De originele BRICS-landen – Brazilië, Rusland, India, China en Zuid-Afrika – zijn allemaal rijk aan transitiegrondstoffen in termen van mijnreserves. Maar de accenten per land verschillen sterk. Zo is het aandeel van Zuid-Afrika hoog omdat het vooral een rijke reserve heeft aan chromium (vooral van belang voor de bouw van nucleaire installaties). Aan andere transitiegrondstoffen heeft het land relatief weinig in reserve. Dit geldt weer niet voor China. Dit land heeft een veel meer gediversificeerde reeks aan bodemschatten en is daarmee de belangrijkste mondiale leverancier van transitiegrondstoffen. Daarnaast heeft China de grootste productie (verwerkings)capaciteit voor deze materialen ter wereld. In het niet-BRICS-blok heeft vooral Australië een grote hoeveelheid mijnreserves.
Conclusie
Een continue productie van schone technologieën en een betrouwbare aanvoer van transitiegrondstoffen is een voorwaarde voor een enigszins soepel verloop van de energietranstie. Op het moment dat het aanbod van deze transitiegrondstoffen de groei van de vraag niet kan bijhouden, levert dit knelpunten op in de toeleveringsketen en doet de prijs stijgen. Maar dit zal ook het geval zijn zodra de internationale beschikbaarheid van transitiegrondstoffen afneemt door toenemende geopolitieke spanningen. Dergelijke verstoringen kunnen de prijs van transitiegrondstoffen verder opdrijven, waardoor de zorgen over de betaalbaarheid van de energietransitie toenemen.
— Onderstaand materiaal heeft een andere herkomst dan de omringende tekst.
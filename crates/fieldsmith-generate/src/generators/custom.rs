use rand::Rng;
use rand_regex::Regex as RandRegex;

use crate::errors::GenerationError;
use crate::generators::contact::random_digit;
use crate::generators::{
    DEPENDENT_EXPRESSION_KEY, Generator, GeneratorContext, GeneratorRegistry, non_blank,
};

const REGEX_MAX_REPEAT: u32 = 10;

pub fn register(registry: &mut GeneratorRegistry) {
    registry.register_generator(Box::new(BothifyGenerator));
    registry.register_generator(Box::new(RegexGenerator));
    registry.register_generator(Box::new(DependentExpressionGenerator));
}

/// Replaces `#` with a digit and `?` with a letter in the options pattern.
struct BothifyGenerator;

impl Generator for BothifyGenerator {
    fn id(&self) -> &'static str {
        "Custom.bothify"
    }

    fn name(&self) -> &'static str {
        "Custom Pattern"
    }

    fn generate(
        &self,
        _ctx: &GeneratorContext<'_>,
        options: Option<&str>,
        rng: &mut dyn rand::RngCore,
    ) -> Result<String, GenerationError> {
        let Some(pattern) = options.filter(|pattern| !pattern.is_empty()) else {
            return Ok(String::new());
        };
        Ok(bothify(pattern, rng))
    }
}

pub fn bothify(pattern: &str, rng: &mut dyn rand::RngCore) -> String {
    pattern
        .chars()
        .map(|ch| match ch {
            '#' => random_digit(rng),
            '?' => char::from(b'a' + rng.random_range(0..26u8)),
            other => other,
        })
        .collect()
}

/// Random text matching the regular expression in the options.
struct RegexGenerator;

impl Generator for RegexGenerator {
    fn id(&self) -> &'static str {
        "Custom.regex"
    }

    fn name(&self) -> &'static str {
        "Custom Regex"
    }

    fn generate(
        &self,
        _ctx: &GeneratorContext<'_>,
        options: Option<&str>,
        rng: &mut dyn rand::RngCore,
    ) -> Result<String, GenerationError> {
        let pattern = options.filter(|pattern| !pattern.is_empty()).ok_or_else(|| {
            GenerationError::invalid_options("Options must contain a valid regex pattern.")
        })?;
        let regex = RandRegex::compile(pattern, REGEX_MAX_REPEAT).map_err(|err| {
            GenerationError::invalid_options(format!(
                "invalid regex pattern for Custom.regex: {err}"
            ))
        })?;
        let value: String = rng.sample(regex);
        Ok(value)
    }
}

/// Evaluates the options as an expression over the row so far.
struct DependentExpressionGenerator;

impl Generator for DependentExpressionGenerator {
    fn id(&self) -> &'static str {
        DEPENDENT_EXPRESSION_KEY
    }

    fn name(&self) -> &'static str {
        "Dependent Field"
    }

    fn generate(
        &self,
        ctx: &GeneratorContext<'_>,
        options: Option<&str>,
        rng: &mut dyn rand::RngCore,
    ) -> Result<String, GenerationError> {
        let expression = non_blank(options).ok_or_else(|| {
            GenerationError::invalid_options("Dependent field requires expression in options")
        })?;
        Ok(ctx.evaluator.evaluate(expression, ctx.row, rng))
    }
}
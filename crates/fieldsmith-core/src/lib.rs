//! Core contracts shared by the Fieldsmith crates.
//!
//! This crate defines the field schema model, the formatting option types,
//! the per-row generation context and schema validation helpers.

pub mod context;
pub mod error;
pub mod field;
pub mod formatting;
pub mod issues;
pub mod validation;

pub use context::{GenerationContext, RowMetadata, RowValues, ROW_INDEX_KEY, TIMESTAMP_KEY};
pub use error::{Error, Result};
pub use field::{DependencyConfig, FieldOptions, FieldOptionsSource, FieldSpec, SchemaDocument};
pub use formatting::{
    CaseTransform, FixedLength, FormattingOptions, MAX_PADDED_LENGTH, PadPosition, Padding,
    TruncateFrom, ValidationRule,
};
pub use issues::{IssueSeverity, ValidationIssue, ValidationReport};
pub use validation::{schema_document_json_schema, validate_schema, validate_schema_json};

/// Current contract version for schema documents.
pub const SCHEMA_VERSION: &str = "0.1";
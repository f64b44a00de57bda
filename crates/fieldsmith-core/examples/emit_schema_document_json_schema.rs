use fieldsmith_core::schema_document_json_schema;

fn main() {
    let schema = schema_document_json_schema();
    let json = serde_json::to_string_pretty(&schema).expect("serialize json schema");
    println!("{json}");
}
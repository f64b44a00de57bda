use std::collections::BTreeMap;
use std::fmt;

use chrono::NaiveDateTime;
use fieldsmith_core::{FieldSpec, GenerationContext};
use fieldsmith_expr::ExpressionEvaluator;

use crate::errors::GenerationError;

pub mod contact;
pub mod custom;
pub mod location;
pub mod numeric;
pub mod person;
pub mod temporal;

/// Generator key whose options are an expression over the row.
pub const DEPENDENT_EXPRESSION_KEY: &str = "Dependent.expression";

/// What a generator may read while producing one value.
pub struct GeneratorContext<'a> {
    pub field: &'a FieldSpec,
    /// Values generated so far in this row, plus row metadata.
    pub row: &'a GenerationContext,
    pub evaluator: &'a ExpressionEvaluator,
}

impl GeneratorContext<'_> {
    pub fn row_index(&self) -> u64 {
        self.row.row_index()
    }

    /// Generation timestamp shared by every row of a run.
    pub fn timestamp(&self) -> NaiveDateTime {
        self.row.metadata.timestamp
    }
}

/// An atomic value generator keyed by `Category.name`.
pub trait Generator: Send + Sync {
    fn id(&self) -> &'static str;

    /// Display name.
    fn name(&self) -> &'static str;

    fn category(&self) -> &'static str {
        self.id().split_once('.').map(|(category, _)| category).unwrap_or("")
    }

    fn generate(
        &self,
        ctx: &GeneratorContext<'_>,
        options: Option<&str>,
        rng: &mut dyn rand::RngCore,
    ) -> Result<String, GenerationError>;
}

/// Generators available to the engine, looked up by key.
pub struct GeneratorRegistry {
    generators: BTreeMap<&'static str, Box<dyn Generator>>,
}

impl fmt::Debug for GeneratorRegistry {
    fn fmt(&self, f: &mut fmt::Formatter<'_>) -> fmt::Result {
        f.debug_struct("GeneratorRegistry")
            .field("generators", &self.generators.keys().collect::<Vec<_>>())
            .finish()
    }
}

impl Default for GeneratorRegistry {
    fn default() -> Self {
        Self::builtin()
    }
}

impl GeneratorRegistry {
    pub fn new() -> Self {
        Self {
            generators: BTreeMap::new(),
        }
    }

    /// Registry holding the built-in catalog.
    pub fn builtin() -> Self {
        let mut registry = Self::new();
        person::register(&mut registry);
        location::register(&mut registry);
        contact::register(&mut registry);
        numeric::register(&mut registry);
        temporal::register(&mut registry);
        custom::register(&mut registry);
        registry
    }

    pub fn register_generator(&mut self, generator: Box<dyn Generator>) {
        self.generators.insert(generator.id(), generator);
    }

    pub fn get(&self, id: &str) -> Option<&dyn Generator> {
        self.generators.get(id).map(|generator| generator.as_ref())
    }

    pub fn contains(&self, id: &str) -> bool {
        self.generators.contains_key(id)
    }

    pub fn ids(&self) -> Vec<&'static str> {
        self.generators.keys().copied().collect()
    }

    pub fn iter(&self) -> impl Iterator<Item = &dyn Generator> {
        self.generators.values().map(|generator| generator.as_ref())
    }

    pub fn len(&self) -> usize {
        self.generators.len()
    }

    pub fn is_empty(&self) -> bool {
        self.generators.is_empty()
    }
}

/// Options text with surrounding whitespace removed; blank means absent.
pub(crate) fn non_blank(options: Option<&str>) -> Option<&str> {
    options.map(str::trim).filter(|options| !options.is_empty())
}

/// Parse `min-max` into an ordered integer pair.
pub(crate) fn parse_range(options: &str) -> Result<(i64, i64), GenerationError> {
    let parts: Vec<&str> = options.split('-').collect();
    let [min, max] = parts.as_slice() else {
        return Err(GenerationError::invalid_options(
            "Options must contain a valid number range in the format 'min-max'.",
        ));
    };
    let (Ok(min), Ok(max)) = (min.trim().parse::<i64>(), max.trim().parse::<i64>()) else {
        return Err(GenerationError::invalid_options(
            "Options must contain valid integers.",
        ));
    };
    if min > max {
        return Err(GenerationError::invalid_options(
            "Minimum value cannot be greater than maximum value.",
        ));
    }
    Ok((min, max))
}

#[cfg(test)]
pub(crate) mod test_support {
    use chrono::NaiveDate;
    use fieldsmith_core::{FieldSpec, GenerationContext, RowMetadata};
    use fieldsmith_expr::ExpressionEvaluator;
    use rand::SeedableRng;
    use rand_chacha::ChaCha8Rng;

    use super::{GeneratorContext, GeneratorRegistry};
    use crate::errors::GenerationError;

    pub fn row(row_index: u64, fields: &[(&str, &str)]) -> GenerationContext {
        let timestamp = NaiveDate::from_ymd_opt(2024, 6, 15)
            .and_then(|date| date.and_hms_opt(9, 30, 0))
            .expect("valid timestamp");
        let mut context = GenerationContext::new(RowMetadata::new(row_index, timestamp));
        for (name, value) in fields {
            context.insert(*name, *value);
        }
        context
    }

    /// Run one generator by key with a fixed seed.
    pub fn generate(
        key: &str,
        options: Option<&str>,
        row: &GenerationContext,
        seed: u64,
    ) -> Result<String, GenerationError> {
        let registry = GeneratorRegistry::builtin();
        let generator = registry.get(key).expect("registered generator");
        let field = FieldSpec::new("field", key);
        let evaluator = ExpressionEvaluator::new();
        let ctx = GeneratorContext {
            field: &field,
            row,
            evaluator: &evaluator,
        };
        let mut rng = ChaCha8Rng::seed_from_u64(seed);
        generator.generate(&ctx, options, &mut rng)
    }
}
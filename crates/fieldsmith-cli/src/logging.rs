use std::fs::OpenOptions;
use std::io::{self, Write};
use std::path::Path;
use std::sync::{Arc, Mutex};

use tracing_subscriber::EnvFilter;
use tracing_subscriber::fmt::time::UtcTime;
use tracing_subscriber::fmt::writer::BoxMakeWriter;
use tracing_subscriber::prelude::*;

use crate::CliError;

pub const DEFAULT_LOG_LEVEL: &str = "info";

/// Install the JSON log subscriber.
///
/// An explicit level wins over `RUST_LOG`, which wins over `fallback`.
/// Events go to stderr unless a log file is given.
pub fn init_logging(
    explicit: Option<&str>,
    fallback: &str,
    file: Option<&Path>,
) -> Result<(), CliError> {
    let filter = match explicit {
        Some(level) => EnvFilter::try_new(level),
        None => EnvFilter::try_from_default_env().or_else(|_| EnvFilter::try_new(fallback)),
    }
    .map_err(|err| CliError::Logging(err.to_string()))?;

    let make_writer = match file {
        Some(path) => {
            let file = OpenOptions::new().create(true).append(true).open(path)?;
            let file = Arc::new(Mutex::new(file));
            BoxMakeWriter::new(move || SharedWriter {
                file: Arc::clone(&file),
            })
        }
        None => BoxMakeWriter::new(io::stderr),
    };

    let layer = tracing_subscriber::fmt::layer()
        .json()
        .with_timer(UtcTime::rfc_3339())
        .with_writer(make_writer);

    tracing_subscriber::registry()
        .with(filter)
        .with(layer)
        .try_init()
        .map_err(|err| CliError::Logging(err.to_string()))?;

    Ok(())
}

struct SharedWriter {
    file: Arc<Mutex<std::fs::File>>,
}

impl Write for SharedWriter {
    fn write(&mut self, buf: &[u8]) -> io::Result<usize> {
        let mut file = self
            .file
            .lock()
            .map_err(|_| io::Error::other("failed to lock log file"))?;
        file.write(buf)
    }

    fn flush(&mut self) -> io::Result<()> {
        let mut file = self
            .file
            .lock()
            .map_err(|_| io::Error::other("failed to lock log file"))?;
        file.flush()
    }
}
use fieldsmith_core::MAX_PADDED_LENGTH;

use crate::errors::FunctionError;
use crate::functions::{Argument, ExpressionFunction, FunctionContext, FunctionRegistry};

pub fn register(registry: &mut FunctionRegistry) {
    registry.register_function(Box::new(SubstringFunction));
    registry.register_function(Box::new(UpperCaseFunction));
    registry.register_function(Box::new(LowerCaseFunction));
    registry.register_function(Box::new(ReplaceFunction));
    registry.register_function(Box::new(ConcatFunction));
    registry.register_function(Box::new(LengthFunction));
    registry.register_function(Box::new(PadFunction::LEFT));
    registry.register_function(Box::new(PadFunction::RIGHT));
}

struct SubstringFunction;

impl ExpressionFunction for SubstringFunction {
    fn name(&self) -> &'static str {
        "substring"
    }

    fn description(&self) -> &'static str {
        "Extracts a substring from a value. Start is inclusive, end is exclusive."
    }

    fn usage(&self) -> &'static str {
        "substring(value, start) or substring(value, start, end)"
    }

    fn min_parameters(&self) -> usize {
        2
    }

    fn max_parameters(&self) -> Option<usize> {
        Some(3)
    }

    fn execute(
        &self,
        args: &[Argument],
        ctx: &mut FunctionContext<'_>,
    ) -> Result<String, FunctionError> {
        let value = ctx.value_of(&args[0]);
        let start = parse_index(&args[1])?;
        let end = args.get(2).map(parse_index).transpose()?;
        Ok(substring(&value, start, end))
    }
}

fn parse_index(argument: &Argument) -> Result<i64, FunctionError> {
    argument
        .as_i64()
        .ok_or_else(|| FunctionError::invalid("Start and end parameters must be valid integers"))
}

/// Character-based substring with negative indices counted from the end.
///
/// Out-of-range bounds clamp; an empty range yields an empty string.
pub fn substring(value: &str, start: i64, end: Option<i64>) -> String {
    let chars: Vec<char> = value.chars().collect();
    let len = chars.len() as i64;
    if len == 0 {
        return String::new();
    }

    let start = if start < 0 { len + start } else { start }.max(0);
    if start >= len {
        return String::new();
    }

    let end = match end {
        None => len,
        Some(end) => {
            let end = if end < 0 { len + end } else { end };
            if end <= start {
                return String::new();
            }
            end.min(len)
        }
    };

    chars[start as usize..end as usize].iter().collect()
}

struct UpperCaseFunction;

impl ExpressionFunction for UpperCaseFunction {
    fn name(&self) -> &'static str {
        "uppercase"
    }

    fn description(&self) -> &'static str {
        "Converts the input value to uppercase"
    }

    fn usage(&self) -> &'static str {
        "uppercase(value)"
    }

    fn min_parameters(&self) -> usize {
        1
    }

    fn max_parameters(&self) -> Option<usize> {
        Some(1)
    }

    fn execute(
        &self,
        args: &[Argument],
        ctx: &mut FunctionContext<'_>,
    ) -> Result<String, FunctionError> {
        Ok(ctx.value_of(&args[0]).to_uppercase())
    }
}

struct LowerCaseFunction;

impl ExpressionFunction for LowerCaseFunction {
    fn name(&self) -> &'static str {
        "lowercase"
    }

    fn description(&self) -> &'static str {
        "Converts the input value to lowercase"
    }

    fn usage(&self) -> &'static str {
        "lowercase(value)"
    }

    fn min_parameters(&self) -> usize {
        1
    }

    fn max_parameters(&self) -> Option<usize> {
        Some(1)
    }

    fn execute(
        &self,
        args: &[Argument],
        ctx: &mut FunctionContext<'_>,
    ) -> Result<String, FunctionError> {
        Ok(ctx.value_of(&args[0]).to_lowercase())
    }
}

struct ReplaceFunction;

impl ExpressionFunction for ReplaceFunction {
    fn name(&self) -> &'static str {
        "replace"
    }

    fn description(&self) -> &'static str {
        "Replaces all occurrences of search text with replacement text"
    }

    fn usage(&self) -> &'static str {
        "replace(value, search, replacement)"
    }

    fn min_parameters(&self) -> usize {
        3
    }

    fn max_parameters(&self) -> Option<usize> {
        Some(3)
    }

    fn execute(
        &self,
        args: &[Argument],
        ctx: &mut FunctionContext<'_>,
    ) -> Result<String, FunctionError> {
        let value = ctx.value_of(&args[0]);
        Ok(value.replace(args[1].text(), args[2].text()))
    }
}

struct ConcatFunction;

impl ExpressionFunction for ConcatFunction {
    fn name(&self) -> &'static str {
        "concat"
    }

    fn description(&self) -> &'static str {
        "Concatenates multiple values into a single string"
    }

    fn usage(&self) -> &'static str {
        "concat(value1, value2, ...)"
    }

    fn min_parameters(&self) -> usize {
        2
    }

    fn execute(
        &self,
        args: &[Argument],
        ctx: &mut FunctionContext<'_>,
    ) -> Result<String, FunctionError> {
        Ok(args.iter().map(|arg| ctx.value_of(arg)).collect())
    }
}

struct LengthFunction;

impl ExpressionFunction for LengthFunction {
    fn name(&self) -> &'static str {
        "length"
    }

    fn description(&self) -> &'static str {
        "Returns the length of the input value"
    }

    fn usage(&self) -> &'static str {
        "length(value)"
    }

    fn min_parameters(&self) -> usize {
        1
    }

    fn max_parameters(&self) -> Option<usize> {
        Some(1)
    }

    fn execute(
        &self,
        args: &[Argument],
        ctx: &mut FunctionContext<'_>,
    ) -> Result<String, FunctionError> {
        Ok(ctx.value_of(&args[0]).chars().count().to_string())
    }
}

#[derive(Clone, Copy)]
enum PadSide {
    Left,
    Right,
}

struct PadFunction {
    side: PadSide,
}

impl PadFunction {
    const LEFT: PadFunction = PadFunction {
        side: PadSide::Left,
    };
    const RIGHT: PadFunction = PadFunction {
        side: PadSide::Right,
    };
}

impl ExpressionFunction for PadFunction {
    fn name(&self) -> &'static str {
        match self.side {
            PadSide::Left => "padLeft",
            PadSide::Right => "padRight",
        }
    }

    fn description(&self) -> &'static str {
        match self.side {
            PadSide::Left => "Pads the input value on the left to reach the specified length",
            PadSide::Right => "Pads the input value on the right to reach the specified length",
        }
    }

    fn usage(&self) -> &'static str {
        match self.side {
            PadSide::Left => "padLeft(value, length, padChar)",
            PadSide::Right => "padRight(value, length, padChar)",
        }
    }

    fn min_parameters(&self) -> usize {
        2
    }

    fn max_parameters(&self) -> Option<usize> {
        Some(3)
    }

    fn execute(
        &self,
        args: &[Argument],
        ctx: &mut FunctionContext<'_>,
    ) -> Result<String, FunctionError> {
        let value = ctx.value_of(&args[0]);
        let target = args[1]
            .as_i64()
            .ok_or_else(|| FunctionError::invalid("Length parameter must be a valid integer"))?;
        let pad = args
            .get(2)
            .and_then(|arg| arg.text().chars().next())
            .unwrap_or(' ');

        if target > MAX_PADDED_LENGTH as i64 {
            return Err(FunctionError::invalid(format!(
                "Length parameter must not exceed {MAX_PADDED_LENGTH}"
            )));
        }

        let current = value.chars().count() as i64;
        if current >= target {
            return Ok(value);
        }
        let padding: String = std::iter::repeat_n(pad, (target - current) as usize).collect();
        Ok(match self.side {
            PadSide::Left => padding + &value,
            PadSide::Right => value + &padding,
        })
    }
}
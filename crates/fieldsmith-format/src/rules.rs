use std::collections::BTreeMap;

use fieldsmith_core::{CaseTransform, FormattingOptions};
use schemars::JsonSchema;
use schemars::schema::RootSchema;
use serde::{Deserialize, Serialize};
use tracing::{debug, warn};

use crate::errors::FormatError;

/// JSON Schema for formatting rules documents.
pub fn formatting_rules_json_schema() -> RootSchema {
    schemars::schema_for!(SchemaFormattingRules)
}

/// Schema-wide formatting rules, grouped by precedence layer.
#[derive(Debug, Clone, Default, PartialEq, Eq, Serialize, Deserialize, JsonSchema)]
#[serde(rename_all = "camelCase", default)]
pub struct SchemaFormattingRules {
    #[serde(skip_serializing_if = "Option::is_none")]
    pub global_rules: Option<GlobalRules>,
    /// Keyed by category, the generator-key text before the first `.`.
    pub category_rules: BTreeMap<String, CategoryRule>,
    /// Keyed by the exact generator key.
    pub type_rules: BTreeMap<String, TypeRule>,
    pub conditional_rules: Vec<ConditionalRule>,
}

/// Defaults applied to every field before any other layer.
#[derive(Debug, Clone, Default, PartialEq, Eq, Serialize, Deserialize, JsonSchema)]
#[serde(rename_all = "camelCase", default)]
pub struct GlobalRules {
    #[serde(skip_serializing_if = "Option::is_none")]
    pub default_case: Option<CaseTransform>,
    #[serde(skip_serializing_if = "Option::is_none")]
    pub default_prefix: Option<String>,
    #[serde(skip_serializing_if = "Option::is_none")]
    pub default_suffix: Option<String>,
    #[serde(skip_serializing_if = "Option::is_none")]
    pub default_max_length: Option<i64>,
}

impl GlobalRules {
    pub fn as_formatting(&self) -> FormattingOptions {
        FormattingOptions {
            case_transform: self.default_case,
            prefix: self.default_prefix.clone(),
            suffix: self.default_suffix.clone(),
            max_length: self.default_max_length,
            ..FormattingOptions::default()
        }
    }
}

#[derive(Debug, Clone, Default, PartialEq, Eq, Serialize, Deserialize, JsonSchema)]
#[serde(rename_all = "camelCase", default)]
pub struct CategoryRule {
    pub formatting: FormattingOptions,
    /// Field-level formatting is ignored for fields in this category.
    pub override_field_rules: bool,
}

#[derive(Debug, Clone, Default, PartialEq, Eq, Serialize, Deserialize, JsonSchema)]
#[serde(rename_all = "camelCase", default)]
pub struct TypeRule {
    pub formatting: FormattingOptions,
}

/// Formatting applied when `condition` matches the field.
#[derive(Debug, Clone, Default, PartialEq, Eq, Serialize, Deserialize, JsonSchema)]
#[serde(rename_all = "camelCase", default)]
pub struct ConditionalRule {
    /// `fieldName.contains('x')` or `dataType.contains('x')`.
    pub condition: String,
    pub formatting: FormattingOptions,
    /// Higher priorities win when several rules set the same attribute.
    pub priority: i32,
}

impl SchemaFormattingRules {
    pub fn from_json_str(text: &str) -> Result<Self, FormatError> {
        Ok(serde_json::from_str(text)?)
    }

    pub fn is_empty(&self) -> bool {
        self == &SchemaFormattingRules::default()
    }

    /// Conditional rules ordered by descending priority. Ties keep
    /// declaration order.
    pub fn conditional_rules_by_priority(&self) -> Vec<&ConditionalRule> {
        let mut rules: Vec<&ConditionalRule> = self.conditional_rules.iter().collect();
        rules.sort_by(|left, right| right.priority.cmp(&left.priority));
        rules
    }
}

/// Parse a rules document, degrading to "no rules" when the text is absent,
/// blank or malformed.
pub fn parse_rules(text: Option<&str>) -> SchemaFormattingRules {
    let Some(text) = text.map(str::trim).filter(|text| !text.is_empty()) else {
        debug!("no formatting rules configured");
        return SchemaFormattingRules::default();
    };

    match SchemaFormattingRules::from_json_str(text) {
        Ok(rules) => {
            debug!(
                categories = rules.category_rules.len(),
                types = rules.type_rules.len(),
                conditionals = rules.conditional_rules.len(),
                "formatting rules parsed"
            );
            rules
        }
        Err(err) => {
            warn!(error = %err, "failed to parse formatting rules, using defaults");
            SchemaFormattingRules::default()
        }
    }
}

/// Evaluate a conditional-rule condition against a field.
///
/// Matching is case-insensitive substring containment on the field name or
/// generator key. The needle is the text between the first and last `'`.
/// Anything else does not match.
pub fn condition_matches(condition: &str, field_name: &str, generator_key: &str) -> bool {
    let condition = condition.trim().to_lowercase();
    if condition.is_empty() {
        return false;
    }

    let haystack = if condition.contains("fieldname.contains") {
        field_name.to_lowercase()
    } else if condition.contains("datatype.contains") {
        generator_key.to_lowercase()
    } else {
        debug!(condition = %condition, "unsupported formatting condition");
        return false;
    };

    match quoted_needle(&condition) {
        Some(needle) => haystack.contains(needle),
        None => false,
    }
}

fn quoted_needle(condition: &str) -> Option<&str> {
    let start = condition.find('\'')?;
    let end = condition.rfind('\'')?;
    if end <= start {
        return None;
    }
    Some(&condition[start + 1..end])
}

#[cfg(test)]
mod tests {
    use super::*;

    #[test]
    fn parses_camel_case_rules() {
        let rules = parse_rules(Some(
            r#"{
                "globalRules": {"defaultCase": "LOWER", "defaultMaxLength": 20},
                "categoryRules": {"Name": {"formatting": {"caseTransform": "UPPER"}, "overrideFieldRules": true}},
                "typeRules": {"Name.firstName": {"formatting": {"prefix": "F:"}}},
                "conditionalRules": [{"condition": "fieldName.contains('email')", "formatting": {"caseTransform": "LOWER"}}]
            }"#,
        ));

        let global = rules.global_rules.as_ref().expect("global rules");
        assert_eq!(global.default_case, Some(CaseTransform::Lower));
        assert_eq!(global.default_max_length, Some(20));
        assert!(rules.category_rules["Name"].override_field_rules);
        assert_eq!(
            rules.type_rules["Name.firstName"].formatting.prefix.as_deref(),
            Some("F:")
        );
        assert_eq!(rules.conditional_rules[0].priority, 0);
    }

    #[test]
    fn absent_or_broken_rules_degrade_to_defaults() {
        assert!(parse_rules(None).is_empty());
        assert!(parse_rules(Some("   ")).is_empty());
        assert!(parse_rules(Some("{not json")).is_empty());
    }

    #[test]
    fn unknown_global_keys_are_ignored() {
        let rules = parse_rules(Some(r#"{"globalRules": {"dateFormat": "yyyy", "defaultPrefix": "p"}}"#));
        assert_eq!(
            rules.global_rules.and_then(|global| global.default_prefix).as_deref(),
            Some("p")
        );
    }

    #[test]
    fn conditions_match_on_substrings() {
        assert!(condition_matches("fieldName.contains('mail')", "WorkEmail", "Internet.emailAddress"));
        assert!(condition_matches("dataType.contains('Address')", "home", "Address.state"));
        assert!(!condition_matches("fieldName.contains('zip')", "postcode", "Address.zipCode"));
        assert!(!condition_matches("fieldName == 'x'", "x", "Name.firstName"));
        assert!(!condition_matches("fieldName.contains(mail)", "email", "Internet.emailAddress"));
        assert!(!condition_matches("", "email", "Internet.emailAddress"));
    }

    #[test]
    fn priority_order_is_descending_and_stable() {
        let rule = |condition: &str, priority| ConditionalRule {
            condition: condition.to_string(),
            formatting: FormattingOptions::default(),
            priority,
        };
        let rules = SchemaFormattingRules {
            conditional_rules: vec![rule("a", 1), rule("b", 5), rule("c", 1)],
            ..SchemaFormattingRules::default()
        };
        let order: Vec<_> = rules
            .conditional_rules_by_priority()
            .into_iter()
            .map(|rule| rule.condition.as_str())
            .collect();
        assert_eq!(order, vec!["b", "a", "c"]);
    }
}
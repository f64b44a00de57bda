use serde::Serialize;

/// Severity level for validation issues.
#[derive(Debug, Clone, Copy, PartialEq, Eq, Serialize)]
#[serde(rename_all = "snake_case")]
pub enum IssueSeverity {
    Error,
    Warning,
}

/// Structured validation issue with location and hint.
#[derive(Debug, Clone, PartialEq, Eq, Serialize)]
pub struct ValidationIssue {
    pub severity: IssueSeverity,
    pub code: String,
    pub path: String,
    pub message: String,
    #[serde(skip_serializing_if = "Option::is_none")]
    pub hint: Option<String>,
}

impl ValidationIssue {
    /// Create a new validation issue.
    pub fn new(
        severity: IssueSeverity,
        code: impl Into<String>,
        path: impl Into<String>,
        message: impl Into<String>,
        hint: Option<String>,
    ) -> Self {
        Self {
            severity,
            code: code.into(),
            path: path.into(),
            message: message.into(),
            hint,
        }
    }

    pub fn error(
        code: impl Into<String>,
        path: impl Into<String>,
        message: impl Into<String>,
    ) -> Self {
        Self::new(IssueSeverity::Error, code, path, message, None)
    }

    pub fn warning(
        code: impl Into<String>,
        path: impl Into<String>,
        message: impl Into<String>,
    ) -> Self {
        Self::new(IssueSeverity::Warning, code, path, message, None)
    }
}

/// Aggregated validation report with errors and warnings.
#[derive(Debug, Default, Clone, PartialEq, Eq, Serialize)]
pub struct ValidationReport {
    pub errors: Vec<ValidationIssue>,
    pub warnings: Vec<ValidationIssue>,
}

impl ValidationReport {
    /// Returns true when there are no errors.
    pub fn is_ok(&self) -> bool {
        self.errors.is_empty()
    }

    /// Add an issue, routing it by severity.
    pub fn push(&mut self, issue: ValidationIssue) {
        match issue.severity {
            IssueSeverity::Error => self.errors.push(issue),
            IssueSeverity::Warning => self.warnings.push(issue),
        }
    }

    /// Add an error issue.
    pub fn push_error(&mut self, issue: ValidationIssue) {
        self.errors.push(issue);
    }

    /// Add a warning issue.
    pub fn push_warning(&mut self, issue: ValidationIssue) {
        self.warnings.push(issue);
    }

    /// Merge another report into this one.
    pub fn merge(&mut self, other: ValidationReport) {
        self.errors.extend(other.errors);
        self.warnings.extend(other.warnings);
    }
}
Voor de EU is dit waarschijnlijk het grootste obstakel, aangezien het continent weinig zelfvoorzienend is in veel van deze metaalmarkten. Mocht het zover komen dat de prijs voor de primaire transitiegrondstoffen sterker stijgt, dan zal dit vervolgens een verder opschaling in recyclingcapaciteit en materiaal efficiency in de hand werken. De kans op een recessie door de handelsoorlog lijkt echter steeds reëler, waardoor een sterk oplopende prijsindex voor transitiegrondstoffen niet direct voor de hand ligt. Afnemende economische en industriële activiteit heeft direct invloed op de vraag naar koolstofarme technologieën en dus naar transitiegrondstoffen. In tijden van recessie krijgt bovendien bedrijfscontinuïteit voorrang op de (groene) investeringen, waardoor de kans toeneemt dat de transitie naar een koolstofneutrale economie vertraging oploopt.